• aralarından bir efendi tüy çıkmaz ki istenmediğim yerde durmam desin. cibiliyetsiz zırtapozlar..
  • ilk olarak 19ncu yy ba$larinda unlu ingiliz du$unuru sir agda tarafindan aforoz edilen tuylerdir.
  • kadınların ve bu konuda kadınlarla konuşan erkeklerin ve kadınlara ürün satmak isteyen kozmetik firmaları reklamlarının, söylerken ağır kaçıyor diye,
    yumuşatarak "tüy" diye nitelendirdikleri evrim hediyesidir.

    lakin, şunları biliyor muydunuz?

    homo sapiens tüy değil "kıl" sahibir. tüy, kuşlarda olur. inanmayan açıp ansiklopedi araştırabilir. ama bu da kadınların bacak, koltukaltı, dudak üstü vs. kıllarının varlığını değiştirmez. ayrıca, bir kısım kıllar, daha yumuşak karekterli diye tüy olmaz. hepsinin adı kıldır. tabi kuşsanız o ayrı. uçmuşsunuz siz o zaman.
    bunu söylüyorum diye de ben tüy olmam olacaksam kıl olurum.
  • kanser olunca mumla aranacaklardır.
  • banyonun kalebodurları üzerinde bulunan, kime ait olduğu evin annesi tarafından kolayca tesbit edilebilen tüy grubu.
  • bence bu soruna çoktan çözüm bulundu, tüylerden geri dönmeksizin kurtulmak mümkün. ama bu durum koca epilasyon sektörünün aleyhine olacağı için bizden saklanıyor.
    dış mihraklar, bor madenleri. evet.
  • en sevdiğim kazağımın üzerinde pörtü pörtü oluşmuş, kestikçe yine baş vermiş , yine, yine, yine, kalın bir kazağın ince bir trikoya dönüşmesine sebep tüyler.
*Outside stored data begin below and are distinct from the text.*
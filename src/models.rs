use chrono::{DateTime, Utc};
use serde::de::Deserializer;
use serde::{Deserialize, Serialize};
use uuid::Uuid;

#[derive(Clone)]
pub struct AppState {
    pub db: sqlx::PgPool,
    pub session_ttl_hours: i64,
}

/* -------------------------
   API DTOs
--------------------------*/

#[derive(Debug, Serialize)]
pub struct DataResponse<T> {
    pub data: T,
}

impl<T> DataResponse<T> {
    pub fn new(data: T) -> Self {
        Self { data }
    }
}

#[derive(Debug, Serialize)]
pub struct OkResponse {
    pub data: OkData,
}

#[derive(Debug, Serialize)]
pub struct OkData {
    pub ok: bool,
}

impl OkResponse {
    pub fn ok() -> Self {
        Self { data: OkData { ok: true } }
    }
}

#[derive(Debug, Deserialize)]
pub struct LoginRequest {
    pub username: String,
    pub password: String,
    pub device_name: Option<String>,
}

#[derive(Debug, Serialize)]
pub struct LoginResponseData {
    pub access_token: String,
    pub expires_at: DateTime<Utc>,
    pub user: UserProfile,
}

#[derive(Debug, Serialize)]
pub struct MeResponseData {
    pub user: UserProfile,
    pub session: SessionInfo,
}

#[derive(Debug, Serialize)]
pub struct UserProfile {
    pub user_id: Uuid,
    pub username: String,
    pub display_name: String,
    pub role: Role,
}

#[derive(Debug, Serialize)]
pub struct SessionInfo {
    pub session_token_id: Uuid,
    pub expires_at: DateTime<Utc>,
}

/// Common filters for list endpoints.
#[derive(Debug, Default, Deserialize)]
pub struct ListQuery {
    pub q: Option<String>,
    #[serde(default)]
    pub include_inactive: bool,
}

impl ListQuery {
    /// `%term%` for ILIKE, or None when no search term was given.
    pub fn like_pattern(&self) -> Option<String> {
        self.q
            .as_deref()
            .map(str::trim)
            .filter(|s| !s.is_empty())
            .map(|s| format!("%{s}%"))
    }
}

pub const DEFAULT_PER_PAGE: i64 = 20;
pub const MAX_PER_PAGE: i64 = 100;

/// 1-based page parameters.
#[derive(Debug, Default, Clone, Copy, Deserialize)]
pub struct PageParams {
    pub page: Option<i64>,
    pub per_page: Option<i64>,
}

impl PageParams {
    pub fn page(&self) -> i64 {
        self.page.filter(|p| *p > 0).unwrap_or(1)
    }

    pub fn per_page(&self) -> i64 {
        self.per_page
            .filter(|n| *n > 0)
            .unwrap_or(DEFAULT_PER_PAGE)
            .min(MAX_PER_PAGE)
    }

    pub fn offset(&self) -> i64 {
        (self.page() - 1) * self.per_page()
    }
}

#[derive(Debug, Serialize)]
pub struct Paged<T> {
    pub items: Vec<T>,
    pub page: i64,
    pub per_page: i64,
    pub total: i64,
}

impl<T> Paged<T> {
    pub fn new(items: Vec<T>, params: PageParams, total: i64) -> Self {
        Self {
            items,
            page: params.page(),
            per_page: params.per_page(),
            total,
        }
    }
}

/* -------------------------
   DB Row Models
--------------------------*/

#[derive(Debug, sqlx::FromRow)]
pub struct UserRow {
    pub user_id: Uuid,
    pub username: String,
    pub display_name: String,
    pub password_hash: String,
    pub role: Role,
    pub is_active: bool,
}

#[derive(Debug, sqlx::FromRow)]
pub struct SessionTokenRow {
    pub session_token_id: Uuid,
    pub expires_at: DateTime<Utc>,
}

/* -------------------------
   Roles
--------------------------*/

/// Stored as smallint on `usuario.role`.
#[derive(Debug, Clone, Copy, PartialEq, Eq, Serialize, Deserialize, sqlx::Type)]
#[sqlx(type_name = "smallint")]
#[repr(i16)]
#[serde(rename_all = "snake_case")]
pub enum Role {
    Admin = 1,
    Medico = 2,
    Usuario = 3,
}

impl Role {
    pub fn as_str(self) -> &'static str {
        match self {
            Role::Admin => "admin",
            Role::Medico => "medico",
            Role::Usuario => "usuario",
        }
    }

    /// Reception staff and admins book and move appointments.
    pub fn can_manage_schedule(self) -> bool {
        matches!(self, Role::Admin | Role::Usuario)
    }
}

/* -------------------------
   Helpers
--------------------------*/

/// Distinguishes an absent field (`None`) from an explicit `null` (`Some(None)`)
/// in PATCH bodies. Use with `#[serde(default, deserialize_with = ...)]`.
pub fn deserialize_double_option<'de, D, T>(deserializer: D) -> Result<Option<Option<T>>, D::Error>
where
    D: Deserializer<'de>,
    T: Deserialize<'de>,
{
    Option::<T>::deserialize(deserializer).map(Some)
}

/// Trims and drops empty strings.
pub fn clean_opt(s: Option<&str>) -> Option<String> {
    s.map(str::trim).filter(|s| !s.is_empty()).map(str::to_string)
}

/// Resolves a nullable PATCH field against the stored value.
pub fn patch_text(field: Option<Option<String>>, existing: Option<String>) -> Option<String> {
    match field {
        None => existing,
        Some(v) => clean_opt(v.as_deref()),
    }
}

#[cfg(test)]
mod tests {
    use super::*;

    #[derive(Debug, Deserialize)]
    struct Patch {
        #[serde(default, deserialize_with = "deserialize_double_option")]
        email: Option<Option<String>>,
    }

    #[test]
    fn double_option_distinguishes_null_from_missing() {
        let missing: Patch = serde_json::from_str("{}").unwrap();
        let null: Patch = serde_json::from_str(r#"{"email":null}"#).unwrap();
        let set: Patch = serde_json::from_str(r#"{"email":"a@b.c"}"#).unwrap();

        assert_eq!(missing.email, None);
        assert_eq!(null.email, Some(None));
        assert_eq!(set.email, Some(Some("a@b.c".into())));
    }

    #[test]
    fn patch_text_keeps_clears_or_replaces() {
        let old = Some("old".to_string());
        assert_eq!(patch_text(None, old.clone()), old);
        assert_eq!(patch_text(Some(None), old.clone()), None);
        assert_eq!(patch_text(Some(Some("  ".into())), old.clone()), None);
        assert_eq!(patch_text(Some(Some(" new ".into())), old), Some("new".into()));
    }

    #[test]
    fn like_pattern_ignores_blank_terms() {
        let q = ListQuery { q: Some("  ".into()), include_inactive: false };
        assert_eq!(q.like_pattern(), None);
        let q = ListQuery { q: Some("gar".into()), include_inactive: false };
        assert_eq!(q.like_pattern().as_deref(), Some("%gar%"));
    }

    #[test]
    fn page_params_are_clamped() {
        let p = PageParams { page: Some(3), per_page: Some(500) };
        assert_eq!(p.per_page(), MAX_PER_PAGE);
        assert_eq!(p.offset(), 2 * MAX_PER_PAGE);

        let p = PageParams { page: Some(0), per_page: Some(-1) };
        assert_eq!(p.page(), 1);
        assert_eq!(p.per_page(), DEFAULT_PER_PAGE);
        assert_eq!(p.offset(), 0);
    }

    #[test]
    fn only_admin_and_reception_manage_schedule() {
        assert!(Role::Admin.can_manage_schedule());
        assert!(Role::Usuario.can_manage_schedule());
        assert!(!Role::Medico.can_manage_schedule());
        assert_eq!(serde_json::to_string(&Role::Medico).unwrap(), r#""medico""#);
    }
}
  • eger bir tuy dogal olarak ona verilmis olan gorevleri yerine getirmeme ayibini yaparsa tuy collectivei tarafindan kinanir ve istenmeyen tuy ilan edilir ve tum tuyler ona sirtini donup obur yone dogru uzarlar
  • çok hüzünlü tüylerdir esasen.
    bir ortamda, hele ki doğup büyüdüğün ortamda istenmemek ne zordur. için acır, ezilirsin. ama bilmiyoruz ki büyük ihtimalle bizde onlar için istenmeyen insanlarız. ne bileyim ter kokuyoruz belki, belki cildimiz yağlı, yapış yapışız. onlar bize bir şey diyorlar mı? ama yaranamıyorlar bize işte, istemiyoruz onları.
    başımızda çıkacaklarına bacağımızda çıkmışlar, tek suçları da bu. fakir bir eve doğmuş çocuk gibiler yani küçük emrah misali. başında çıksa istenen tüy olacakmış ama olmamış. allahta onu bacakta çıkarmış yani o ne yapsın. yumurtaya can veren rabbimin bir bildiği vardır demiyor kimse. allah yarattı demiyor kimse sana değil mi istenmeyen tüy?
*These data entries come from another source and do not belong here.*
#[cfg(test)]
mod tests {
    use super::*;
    use assert_matches::assert_matches;
    use chrono::{Days, TimeZone};

    fn row(status: AuthorizationStatus) -> AuthorizationRow {
        let t = Utc.with_ymd_and_hms(2026, 3, 2, 10, 0, 0).unwrap();
        AuthorizationRow {
            autorizacion_id: Uuid::nil(),
            number: "AUTH-20260302-00FF".into(),
            cliente_id: Uuid::nil(),
            obra_social_id: Uuid::nil(),
            plan_id: None,
            servicio_id: None,
            profesional_id: None,
            appt_date: None,
            requested_at: t,
            decided_at: None,
            expires_at: Some(t + Days::new(10)),
            status,
            rejection_reason: None,
            coverage_percent: Some(80.0),
            copay_cents: None,
            coinsurance_percent: None,
            limit_cents: None,
            remaining_uses: 1,
            notes: None,
            requested_by: None,
            decided_by: None,
            is_active: true,
            created_at: t,
            updated_at: t,
        }
    }

    #[test]
    fn view_reports_days_and_usability() {
        let today = NaiveDate::from_ymd_opt(2026, 3, 5).unwrap();
        let v = AuthorizationView::new(row(AuthorizationStatus::Approved), today);
        assert_eq!(v.days_remaining, Some(7));
        assert!(v.is_usable);

        let v = AuthorizationView::new(row(AuthorizationStatus::Pending), today);
        assert!(!v.is_usable);

        let json = serde_json::to_value(AuthorizationView::new(row(AuthorizationStatus::Approved), today)).unwrap();
        assert_eq!(json["status"], "approved");
        assert_eq!(json["number"], "AUTH-20260302-00FF");
    }

    #[test]
    fn state_round_trips_through_row() {
        let mut r = row(AuthorizationStatus::Approved);
        let mut s = r.state();
        s.consume(NaiveDate::from_ymd_opt(2026, 3, 3).unwrap()).unwrap();
        r.apply(s);
        assert_eq!(r.remaining_uses, 0);
        assert_eq!(r.status, AuthorizationStatus::Expired);
    }

    #[test]
    fn reads_write_back_only_a_lapse() {
        let within = NaiveDate::from_ymd_opt(2026, 3, 5).unwrap();
        let past = NaiveDate::from_ymd_opt(2026, 3, 13).unwrap();

        assert!(!lapses_on(&row(AuthorizationStatus::Approved), within));
        assert!(!lapses_on(&row(AuthorizationStatus::Pending), past));
        assert!(!lapses_on(&row(AuthorizationStatus::Expired), past));

        let mut no_expiry = row(AuthorizationStatus::Approved);
        no_expiry.expires_at = None;
        assert!(!lapses_on(&no_expiry, past));

        assert!(lapses_on(&row(AuthorizationStatus::Approved), past));
    }

    #[test]
    fn terms_are_range_checked() {
        let ok = RequestedTerms {
            coverage_percent: Some(100.0),
            copay_cents: Some(0),
            ..Default::default()
        };
        assert!(validate_terms(&ok).is_ok());

        let bad = RequestedTerms {
            coinsurance_percent: Some(120.0),
            ..Default::default()
        };
        assert_matches!(validate_terms(&bad), Err(ApiError::BadRequest(_, _)));

        let bad = RequestedTerms {
            limit_cents: Some(-5),
            ..Default::default()
        };
        assert_matches!(validate_terms(&bad), Err(ApiError::BadRequest(_, _)));
    }
}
    kim istemiyor seni peki kim? toplum istemiyor seni. ben şahsen seni istemiyor değilim. ne zararın var ki bana? öylece duruyorsun bacağımda. hatta kesin bir faydan da vardır diye düşünüyorum ama şimdi açık konuşalım henüz bi faydanı da görmedim. sen bacağımdayken etek giyip dışarı çıksam "ööüüüvvv kıza bak çok ieğğrenççç" diyecekler. sizsiniz iğrenç. tüy lan bu tüy. baçağımıza sümük sürmüşüz gibi davranmanın ne manası var. senin saçında iğrenç o zaman. hayret bir şey. neyse...
    kısacası toplumca istemiyoruz seni. bir ağdaya yapışacaksın işte, ve yollarımız ayrılacak bu noktada. git artık bacağımdan, bunu ağda ile yapıp ilişkimizi bu kadar kötü bitirmek istemiyorum, kendin git. git bacağımdan. git artık, seni daha fazla kırmak istemiyorum.
    ağda yapmak istemiyorum. benim her ağda yapışımda gözlerimden oluk oluk yaşlar akıyor, ağlıyorum biliyor musun istenmeyen tüy? çünkü çok acıyor anasını satayım çok acıyor ya.
  • kadınların yaşam kalitesini azaltan olmaz olasılardır.